» **Work request**
Repeat nothing but the lines below running from the one containing "current document state." to the one containing "filename src/store/mod.rs". Keep both end lines.

» **Study material**
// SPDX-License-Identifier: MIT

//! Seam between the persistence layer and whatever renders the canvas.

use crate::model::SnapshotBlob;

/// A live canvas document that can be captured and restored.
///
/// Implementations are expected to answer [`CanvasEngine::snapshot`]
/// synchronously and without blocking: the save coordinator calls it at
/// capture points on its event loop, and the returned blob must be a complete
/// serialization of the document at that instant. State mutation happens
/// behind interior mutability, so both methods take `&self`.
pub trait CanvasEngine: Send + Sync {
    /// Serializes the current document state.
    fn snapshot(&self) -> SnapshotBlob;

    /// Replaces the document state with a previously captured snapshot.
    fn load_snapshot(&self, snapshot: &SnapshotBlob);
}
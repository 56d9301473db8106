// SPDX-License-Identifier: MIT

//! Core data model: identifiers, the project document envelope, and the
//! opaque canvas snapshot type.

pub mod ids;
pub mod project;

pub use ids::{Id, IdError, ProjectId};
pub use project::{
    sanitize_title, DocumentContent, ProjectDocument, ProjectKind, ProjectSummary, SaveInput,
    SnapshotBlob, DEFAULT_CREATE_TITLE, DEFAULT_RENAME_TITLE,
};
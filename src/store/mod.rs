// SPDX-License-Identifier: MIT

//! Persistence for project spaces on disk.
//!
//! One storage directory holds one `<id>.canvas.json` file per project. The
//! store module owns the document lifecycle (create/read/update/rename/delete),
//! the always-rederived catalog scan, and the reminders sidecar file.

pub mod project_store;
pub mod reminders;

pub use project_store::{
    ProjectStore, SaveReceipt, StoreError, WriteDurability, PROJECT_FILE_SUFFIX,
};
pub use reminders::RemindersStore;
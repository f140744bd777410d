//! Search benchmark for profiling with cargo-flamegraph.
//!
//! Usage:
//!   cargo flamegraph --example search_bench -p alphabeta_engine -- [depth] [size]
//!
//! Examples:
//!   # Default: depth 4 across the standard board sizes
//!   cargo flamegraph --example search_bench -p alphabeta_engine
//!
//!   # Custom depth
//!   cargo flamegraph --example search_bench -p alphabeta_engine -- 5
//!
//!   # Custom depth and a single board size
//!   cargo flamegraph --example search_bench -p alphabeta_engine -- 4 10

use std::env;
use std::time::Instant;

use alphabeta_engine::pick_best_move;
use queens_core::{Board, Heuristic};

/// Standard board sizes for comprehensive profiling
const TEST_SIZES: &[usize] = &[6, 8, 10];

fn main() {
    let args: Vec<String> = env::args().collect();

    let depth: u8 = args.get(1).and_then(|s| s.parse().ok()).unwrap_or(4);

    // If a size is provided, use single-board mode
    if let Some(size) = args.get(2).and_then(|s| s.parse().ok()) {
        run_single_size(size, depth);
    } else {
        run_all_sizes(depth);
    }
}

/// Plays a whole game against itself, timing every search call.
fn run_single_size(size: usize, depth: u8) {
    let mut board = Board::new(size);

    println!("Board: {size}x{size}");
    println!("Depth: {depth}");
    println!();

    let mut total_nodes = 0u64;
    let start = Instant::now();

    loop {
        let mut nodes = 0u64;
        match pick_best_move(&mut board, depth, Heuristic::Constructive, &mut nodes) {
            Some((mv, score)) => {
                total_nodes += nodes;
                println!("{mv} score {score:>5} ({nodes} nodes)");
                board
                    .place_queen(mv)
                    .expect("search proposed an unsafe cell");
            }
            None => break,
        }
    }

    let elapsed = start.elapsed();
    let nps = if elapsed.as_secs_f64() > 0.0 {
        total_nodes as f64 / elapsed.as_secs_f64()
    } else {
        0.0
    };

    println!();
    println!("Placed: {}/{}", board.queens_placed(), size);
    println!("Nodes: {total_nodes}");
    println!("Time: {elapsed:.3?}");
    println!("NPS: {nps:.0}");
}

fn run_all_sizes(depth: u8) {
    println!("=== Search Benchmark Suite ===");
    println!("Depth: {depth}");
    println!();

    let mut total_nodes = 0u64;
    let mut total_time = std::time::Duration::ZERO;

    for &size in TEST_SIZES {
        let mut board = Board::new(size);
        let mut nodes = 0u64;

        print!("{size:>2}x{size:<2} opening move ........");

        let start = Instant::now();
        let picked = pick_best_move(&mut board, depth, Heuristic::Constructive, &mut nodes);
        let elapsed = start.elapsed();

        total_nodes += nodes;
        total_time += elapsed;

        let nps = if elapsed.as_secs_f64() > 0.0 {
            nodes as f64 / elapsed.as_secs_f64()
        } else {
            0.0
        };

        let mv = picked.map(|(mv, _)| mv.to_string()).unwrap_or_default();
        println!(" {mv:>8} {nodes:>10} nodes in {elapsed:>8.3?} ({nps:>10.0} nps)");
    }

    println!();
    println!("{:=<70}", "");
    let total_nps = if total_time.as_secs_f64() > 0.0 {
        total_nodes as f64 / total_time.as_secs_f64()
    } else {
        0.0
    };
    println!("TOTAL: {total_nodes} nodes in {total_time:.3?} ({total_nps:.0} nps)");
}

» **Expected answer**
    /// Serializes the current document state.
    fn snapshot(&self) -> SnapshotBlob;

    /// Replaces the document state with a previously captured snapshot.
    fn load_snapshot(&self, snapshot: &SnapshotBlob);
}
repository 56d9301473db8106
// SPDX-License-Identifier: MIT

//! Core data model: identifiers, the project document envelope, and the
//! opaque canvas snapshot type.

pub mod ids;
pub mod project;

pub use ids::{Id, IdError, ProjectId};
pub use project::{
    sanitize_title, DocumentContent, ProjectDocument, ProjectKind, ProjectSummary, SaveInput,
    SnapshotBlob, DEFAULT_CREATE_TITLE, DEFAULT_RENAME_TITLE,
};
filename src/store/mod.rs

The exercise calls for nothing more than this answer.